_THE TASK_
Among the entries below, one line contains "pub async fn send_line(&mut" and another contains "let capacity = self". Transcribe those two lines and every line between them, exactly.

++++

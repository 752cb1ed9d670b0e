//! SharpScript MUD 客戶端核心
//!
//! 提供 MUD 客戶端的核心功能：
//! - `script`: SharpScript 切分、編譯與可暫停的執行
//! - `functions`: 內建 `#` 函式
//! - `pattern`: 別名與觸發器共用的匹配模式
//! - `alias` / `trigger` / `keymacro` / `channel`: 反應物件
//! - `world`: 單一 MUD 連線的狀態與事件處理
//! - `client`: 網路與輸出端介面
//! - `config`: world 設定持久化
//! - `telnet`: Telnet 協定連線

pub mod alias;
pub mod channel;
pub mod client;
pub mod config;
pub mod functions;
pub mod keymacro;
pub mod pattern;
pub mod script;
pub mod telnet;
pub mod trigger;
pub mod world;

pub use alias::{Alias, AliasManager};
pub use channel::{Channel, ChannelManager};
pub use client::{ChannelClient, Client, OutputFlags, OutputSink};
pub use config::{StoreError, WorldSettings, WorldStore};
pub use functions::{Function, FunctionRegistry};
pub use keymacro::{Macro, MacroManager, Modifiers, Shortcut};
pub use pattern::{MatchCaptures, ReactionPattern};
pub use script::{Effect, RunOutcome, ScriptEngine, ScriptError};
pub use telnet::{TelnetConfig, TelnetConnection, TelnetError};
pub use trigger::{Trigger, TriggerManager};
pub use world::{lock_world, Mark, Reception, SharedWorld, World};
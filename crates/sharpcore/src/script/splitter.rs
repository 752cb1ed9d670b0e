//! 語句切分
//!
//! 將腳本原始文字切分為 [`Statement`]：
//! - `#name arg {brace arg} +flag -flag`：呼叫函式
//! - 其他文字：隱含的 `#send`，整行作為唯一參數
//! - `##text`：跳脫，送出字面上的 `#text`
//! - `{+ code }`：嵌入的 Lua 區塊
//!
//! 大括號以深度計數配對，可跨行；未閉合視為解析失敗。

use std::collections::BTreeMap;

use super::ScriptError;

/// 沒有 `#` 開頭時使用的函式
pub const IMPLICIT_FUNCTION: &str = "send";

/// 獨立 Lua 區塊語句的函式名稱
pub const BLOCK_FUNCTION: &str = "+";

/// 語句旗標（`+name` / `-name`）
pub type Flags = BTreeMap<String, bool>;

/// 語句參數
#[derive(Debug, Clone, PartialEq, Eq)]
pub enum Argument {
    /// 以空白分隔的單字
    Plain(String),
    /// 大括號內的文字（不含外層大括號）
    Braced(String),
    /// `{+ ... }` 嵌入程式碼
    Foreign(String),
}

impl Argument {
    /// 參數文字內容
    pub fn text(&self) -> &str {
        match self {
            Argument::Plain(s) | Argument::Braced(s) | Argument::Foreign(s) => s,
        }
    }
}

/// 一條已切分的語句
#[derive(Debug, Clone, PartialEq, Eq, Default)]
pub struct Statement {
    pub function: String,
    pub arguments: Vec<Argument>,
    pub flags: Flags,
}

impl Statement {
    pub fn new(function: impl Into<String>) -> Self {
        Self {
            function: function.into(),
            ..Default::default()
        }
    }

    /// 隱含的 `#send`
    pub fn implicit(text: impl Into<String>) -> Self {
        Self::new(IMPLICIT_FUNCTION).with_argument(Argument::Plain(text.into()))
    }

    /// 獨立的 Lua 區塊
    pub fn block(source: impl Into<String>) -> Self {
        Self::new(BLOCK_FUNCTION).with_argument(Argument::Foreign(source.into()))
    }

    pub fn with_argument(mut self, argument: Argument) -> Self {
        self.arguments.push(argument);
        self
    }

    pub fn with_flag(mut self, name: impl Into<String>, value: bool) -> Self {
        self.flags.insert(name.into(), value);
        self
    }

    pub fn is_block(&self) -> bool {
        self.function == BLOCK_FUNCTION
    }
}

/// 切分腳本為語句序列
pub fn split(content: &str) -> Result<Vec<Statement>, ScriptError> {
    let mut scanner = Scanner::new(content);
    let mut statements = Vec::new();

    loop {
        scanner.skip_blank();
        let Some(first) = scanner.peek() else {
            break;
        };

        let statement = match (first, scanner.peek_at(1)) {
            ('#', Some('#')) => {
                scanner.bump();
                Statement::implicit(scanner.rest_of_line())
            }
            ('#', Some(next)) if !next.is_whitespace() => {
                scanner.bump();
                scanner.function_statement()?
            }
            ('{', Some('+')) => {
                let inner = scanner.braced()?;
                Statement::block(foreign_source(&inner))
            }
            _ => Statement::implicit(scanner.rest_of_line()),
        };
        statements.push(statement);
    }

    Ok(statements)
}

/// 將語句重新序列化為標準形式
pub fn format(statement: &Statement) -> String {
    if statement.is_block() {
        let source = statement.arguments.first().map(Argument::text).unwrap_or_default();
        return format_argument(&Argument::Foreign(source.to_string()));
    }

    let mut parts = vec![format!("#{}", statement.function)];
    parts.extend(statement.arguments.iter().map(format_argument));
    parts.extend(
        statement
            .flags
            .iter()
            .map(|(name, value)| format!("{}{}", if *value { '+' } else { '-' }, name)),
    );
    parts.join(" ")
}

/// 序列化單一參數，必要時加上大括號
pub fn format_argument(argument: &Argument) -> String {
    match argument {
        Argument::Foreign(source) => format!("{{+ {} }}", source),
        Argument::Plain(text) | Argument::Braced(text) => {
            if needs_braces(text) {
                format!("{{{}}}", text)
            } else {
                text.clone()
            }
        }
    }
}

fn needs_braces(text: &str) -> bool {
    text.is_empty()
        || text.starts_with(['#', '+', '-'])
        || text
            .chars()
            .any(|c| c.is_whitespace() || matches!(c, '{' | '}' | ';'))
}

/// 大括號參數內的分號：單一 `;` 轉為換行（新語句），`;;` 轉為跳脫的 `\;`
///
/// `\;` 在之後的每一層展開都保持不變，直到文字離開腳本（送出、顯示）時才由
/// [`unescape_separators`] 還原為 `;`。
pub fn expand_separators(text: &str) -> String {
    let mut out = String::with_capacity(text.len());
    let mut chars = text.chars().peekable();

    while let Some(c) = chars.next() {
        match c {
            '\\' if chars.peek() == Some(&';') => {
                chars.next();
                out.push_str("\\;");
            }
            ';' if chars.peek() == Some(&';') => {
                chars.next();
                out.push_str("\\;");
            }
            ';' => out.push('\n'),
            _ => out.push(c),
        }
    }

    out
}

/// [`expand_separators`] 的反向操作，用於把多行動作寫回單行設定
pub fn collapse_separators(text: &str) -> String {
    let mut out = String::with_capacity(text.len());
    let mut chars = text.chars().peekable();

    while let Some(c) = chars.next() {
        match c {
            '\\' if chars.peek() == Some(&';') => {
                chars.next();
                out.push_str(";;");
            }
            ';' => out.push_str(";;"),
            '\n' => out.push(';'),
            '\r' => {}
            _ => out.push(c),
        }
    }
    out
}

/// 還原跳脫的分號
pub fn unescape_separators(text: &str) -> String {
    text.replace("\\;", ";")
}

fn foreign_source(inner: &str) -> String {
    inner.strip_prefix('+').unwrap_or(inner).trim().to_string()
}

/// `+name` → (name, true)，`-name` → (name, false)
fn parse_flag(word: &str) -> Option<(String, bool)> {
    let mut chars = word.chars();
    let value = match chars.next()? {
        '+' => true,
        '-' => false,
        _ => return None,
    };

    let name = chars.as_str();
    let starts_alpha = name.chars().next().is_some_and(char::is_alphabetic);
    if starts_alpha && name.chars().all(|c| c.is_alphanumeric() || c == '_') {
        Some((name.to_string(), value))
    } else {
        None
    }
}

// ============================================================================
// Scanner
// ============================================================================

struct Scanner {
    chars: Vec<char>,
    pos: usize,
    line: usize,
}

impl Scanner {
    fn new(content: &str) -> Self {
        Self {
            chars: content.chars().collect(),
            pos: 0,
            line: 1,
        }
    }

    fn peek(&self) -> Option<char> {
        self.chars.get(self.pos).copied()
    }

    fn peek_at(&self, offset: usize) -> Option<char> {
        self.chars.get(self.pos + offset).copied()
    }

    fn bump(&mut self) -> Option<char> {
        let c = self.peek()?;
        self.pos += 1;
        if c == '\n' {
            self.line += 1;
        }
        Some(c)
    }

    /// 略過語句之間的空白（含換行）
    fn skip_blank(&mut self) {
        while self.peek().is_some_and(char::is_whitespace) {
            self.bump();
        }
    }

    /// 略過同一行內的空白
    fn skip_inline_space(&mut self) {
        while self.peek().is_some_and(|c| c.is_whitespace() && c != '\n') {
            self.bump();
        }
    }

    /// 讀到行尾（不含換行），去除尾端空白
    fn rest_of_line(&mut self) -> String {
        let mut text = String::new();
        while let Some(c) = self.peek() {
            if c == '\n' {
                break;
            }
            text.push(c);
            self.bump();
        }
        text.trim_end().to_string()
    }

    /// 讀取一個以空白結束的單字
    fn word(&mut self) -> String {
        let mut word = String::new();
        while let Some(c) = self.peek() {
            if c.is_whitespace() {
                break;
            }
            word.push(c);
            self.bump();
        }
        word
    }

    /// 目前位於 `{`，回傳配對大括號內的文字
    fn braced(&mut self) -> Result<String, ScriptError> {
        let line = self.line;
        self.bump();

        let mut depth = 1usize;
        let mut inner = String::new();
        while let Some(c) = self.bump() {
            match c {
                '{' => depth += 1,
                '}' => {
                    depth -= 1;
                    if depth == 0 {
                        return Ok(inner);
                    }
                }
                _ => {}
            }
            inner.push(c);
        }

        Err(ScriptError::UnbalancedBrace { line })
    }

    /// `#` 之後：函式名稱與參數，直到大括號外的換行
    fn function_statement(&mut self) -> Result<Statement, ScriptError> {
        let mut statement = Statement::new(self.word().to_lowercase());

        loop {
            self.skip_inline_space();
            match self.peek() {
                None | Some('\n') => break,
                Some('{') => {
                    let argument = if self.peek_at(1) == Some('+') {
                        Argument::Foreign(foreign_source(&self.braced()?))
                    } else {
                        Argument::Braced(self.braced()?)
                    };
                    statement.arguments.push(argument);
                }
                Some(_) => {
                    let word = self.word();
                    match parse_flag(&word) {
                        Some((name, value)) => {
                            statement.flags.insert(name, value);
                        }
                        None => statement.arguments.push(Argument::Plain(word)),
                    }
                }
            }
        }

        Ok(statement)
    }
}
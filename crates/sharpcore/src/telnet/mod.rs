//! Telnet 協定與連線

mod connection;
pub mod protocol;

pub use connection::{TelnetConfig, TelnetConnection, TelnetError};
pub use protocol::{TelnetCommand, TelnetEvent};
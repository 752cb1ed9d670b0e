//! Telnet 連線
//!
//! 非同步讀寫、協商回應、文字編解碼與 ANSI 控制碼清除。

use std::io;
use std::net::SocketAddr;
use std::time::Duration;

use bytes::{Buf, BytesMut};
use encoding_rs::{Decoder, Encoding, UTF_8};
use lazy_static::lazy_static;
use regex::Regex;
use thiserror::Error;
use tokio::io::{AsyncRead, AsyncReadExt, AsyncWrite, AsyncWriteExt};
use tokio::net::TcpStream;
use tokio::time::timeout;
use tracing::{debug, info, trace};

use super::protocol::{escape_iac, negotiate, parse_telnet_data, TelnetEvent};

lazy_static! {
    /// CSI 序列與兩字元的 ESC 序列
    static ref ANSI_SEQUENCE: Regex = Regex::new(r"\x1b(?:\[[0-9;?]*[ -/]*[@-~]|[@-Z\\-_])").unwrap();
}

/// 保留未完成 ESC 序列的最大長度，超過視為雜訊
const MAX_PENDING_ESCAPE: usize = 32;

/// Telnet 連線錯誤
#[derive(Debug, Error)]
pub enum TelnetError {
    #[error("連線失敗: {0}")]
    ConnectionFailed(#[from] io::Error),

    #[error("連線逾時")]
    Timeout,

    #[error("DNS 解析失敗: {0}")]
    DnsResolutionFailed(String),

    #[error("不支援的編碼: {0}")]
    UnknownEncoding(String),
}

/// Telnet 連線配置
#[derive(Debug, Clone)]
pub struct TelnetConfig {
    pub connect_timeout: Duration,
    pub read_buffer_size: usize,
    pub encoding: &'static Encoding,
}

impl Default for TelnetConfig {
    fn default() -> Self {
        Self {
            connect_timeout: Duration::from_secs(30),
            read_buffer_size: 8192,
            encoding: UTF_8,
        }
    }
}

impl TelnetConfig {
    /// 依編碼標籤（`utf-8`、`big5`…）建立配置
    pub fn with_encoding_label(label: &str) -> Result<Self, TelnetError> {
        let encoding = Encoding::for_label(label.trim().as_bytes())
            .ok_or_else(|| TelnetError::UnknownEncoding(label.to_string()))?;
        Ok(Self {
            encoding,
            ..Default::default()
        })
    }
}

/// 一條 Telnet 連線
pub struct TelnetConnection<S> {
    stream: S,
    config: TelnetConfig,
    /// 尚未處理完的原始位元組（不完整的 IAC 序列）
    raw: BytesMut,
    /// 串流解碼器，多位元組字元可跨越多次讀取
    decoder: Decoder,
    /// 尚未結束的 ESC 序列
    pending_escape: String,
    /// 待送出的協商回應
    replies: BytesMut,
    /// 還沒收到換行的最後一行
    partial: String,
}

impl TelnetConnection<TcpStream> {
    /// 連線到 MUD 伺服器
    pub async fn connect(host: &str, port: u16, config: TelnetConfig) -> Result<Self, TelnetError> {
        info!("正在連線到 {}:{}", host, port);

        let addr = format!("{}:{}", host, port);
        let socket_addrs: Vec<SocketAddr> = tokio::net::lookup_host(&addr)
            .await
            .map_err(|e| TelnetError::DnsResolutionFailed(e.to_string()))?
            .collect();
        let Some(target) = socket_addrs.first() else {
            return Err(TelnetError::DnsResolutionFailed(format!("無法解析主機: {}", host)));
        };
        debug!("已解析到位址: {:?}", socket_addrs);

        let stream = timeout(config.connect_timeout, TcpStream::connect(target))
            .await
            .map_err(|_| TelnetError::Timeout)??;
        stream.set_nodelay(true)?;

        info!("已連線到 {}:{}", host, port);
        Ok(Self::new(stream, config))
    }
}

impl<S: AsyncRead + AsyncWrite + Unpin> TelnetConnection<S> {
    pub fn new(stream: S, config: TelnetConfig) -> Self {
        Self {
            stream,
            decoder: config.encoding.new_decoder_without_bom_handling(),
            config,
            raw: BytesMut::new(),
            pending_escape: String::new(),
            replies: BytesMut::new(),
            partial: String::new(),
        }
    }

    pub fn encoding(&self) -> &'static Encoding {
        self.config.encoding
    }

    /// 讀取一批完整的行
    ///
    /// 回傳 `None` 表示伺服器關閉連線。回傳的文字已去除 ANSI 控制碼，
    /// 換行統一為 `\n`。沒有換行結尾的最後一行會留到下一次讀取，
    /// 除非同一封包帶有 GA 或 EOR；沒有送出提示標記的伺服器由呼叫端以
    /// [`TelnetConnection::take_partial`] 在閒置後取出。連線關閉時先交出
    /// 剩下的部分行，下一次才回傳 `None`。
    ///
    /// 唯一的 await 點是底層的 `read`，可以放在 `tokio::select!` 中。
    /// 協商回應會排入佇列，由 [`TelnetConnection::flush_replies`] 或下一次
    /// [`TelnetConnection::send_line`] 送出。
    pub async fn read_text(&mut self) -> Result<Option<String>, TelnetError> {
        let mut buffer = vec![0u8; self.config.read_buffer_size];
        let n = self.stream.read(&mut buffer).await?;
        if n == 0 {
            if let Some(rest) = self.take_partial() {
                return Ok(Some(rest));
            }
            info!("伺服器關閉連線");
            return Ok(None);
        }
        trace!(bytes = n, "收到資料");

        self.raw.extend_from_slice(&buffer[..n]);
        let (data, events, consumed) = parse_telnet_data(&self.raw);
        self.raw.advance(consumed);

        let prompt = events
            .iter()
            .any(|event| matches!(event, TelnetEvent::Command(command) if command.ends_prompt()));
        for event in events {
            match event {
                TelnetEvent::Negotiation(command, option) => {
                    if let Some(reply) = negotiate(command, option) {
                        debug!(?command, option, "回應選項協商");
                        self.replies.extend_from_slice(&reply);
                    }
                }
                other => trace!(?other, "略過 Telnet 事件"),
            }
        }

        let decoded = self.decode(&data);
        let mut text = std::mem::take(&mut self.partial);
        text.push_str(&self.clean(decoded));
        if !prompt {
            let complete = text.rfind('\n').map_or(0, |pos| pos + 1);
            self.partial = text.split_off(complete);
        }
        Ok(Some(text))
    }

    pub fn has_partial(&self) -> bool {
        !self.partial.is_empty()
    }

    /// 取出還沒收到換行的最後一行
    pub fn take_partial(&mut self) -> Option<String> {
        if self.partial.is_empty() {
            None
        } else {
            Some(std::mem::take(&mut self.partial))
        }
    }

    pub fn has_replies(&self) -> bool {
        !self.replies.is_empty()
    }

    /// 送出排隊中的協商回應
    pub async fn flush_replies(&mut self) -> Result<(), TelnetError> {
        if self.replies.is_empty() {
            return Ok(());
        }
        let replies = self.replies.split();
        self.stream.write_all(&replies).await?;
        self.stream.flush().await?;
        Ok(())
    }

    /// 送出一行文字（加上 CRLF）
    pub async fn send_line(&mut self, text: &str) -> Result<(), TelnetError> {
        self.flush_replies().await?;
        let (encoded, _, unmappable) = self.config.encoding.encode(text);
        if unmappable {
            debug!("部分字元無法以 {} 編碼", self.config.encoding.name());
        }

        let mut data = escape_iac(&encoded);
        data.extend_from_slice(b"\r\n");
        self.stream.write_all(&data).await?;
        self.stream.flush().await?;

        debug!("已發送: {}", text);
        Ok(())
    }

    fn decode(&mut self, data: &[u8]) -> String {
        let capacity = self
            .decoder
            .max_utf8_buffer_length(data.len())
            .unwrap_or(data.len() * 3 + 4);
        let mut out = String::with_capacity(capacity);
        let _ = self.decoder.decode_to_string(data, &mut out, false);
        out
    }

    fn clean(&mut self, decoded: String) -> String {
        let mut text = std::mem::take(&mut self.pending_escape);
        text.push_str(&decoded);

        // 封包結尾若停在 ESC 序列中間，留到下一次
        if let Some(pos) = text.rfind('\x1b') {
            let tail = &text[pos..];
            let complete = ANSI_SEQUENCE.find(tail).is_some_and(|m| m.start() == 0);
            if !complete && tail.len() < MAX_PENDING_ESCAPE && !tail.contains('\n') {
                self.pending_escape = tail.to_string();
                text.truncate(pos);
            }
        }

        ANSI_SEQUENCE
            .replace_all(&text, "")
            .replace("\r\n", "\n")
            .replace('\r', "")
    }
}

++++

_RESPONSE AREA_
    pub async fn send_line(&mut self, text: &str) -> Result<(), TelnetError> {
        self.flush_replies().await?;
        let (encoded, _, unmappable) = self.config.encoding.encode(text);
        if unmappable {
            debug!("部分字元無法以 {} 編碼", self.config.encoding.name());
        }

        let mut data = escape_iac(&encoded);
        data.extend_from_slice(b"\r\n");
        self.stream.write_all(&data).await?;
        self.stream.flush().await?;

        debug!("已發送: {}", text);
        Ok(())
    }

    fn decode(&mut self, data: &[u8]) -> String {
        let capacity = self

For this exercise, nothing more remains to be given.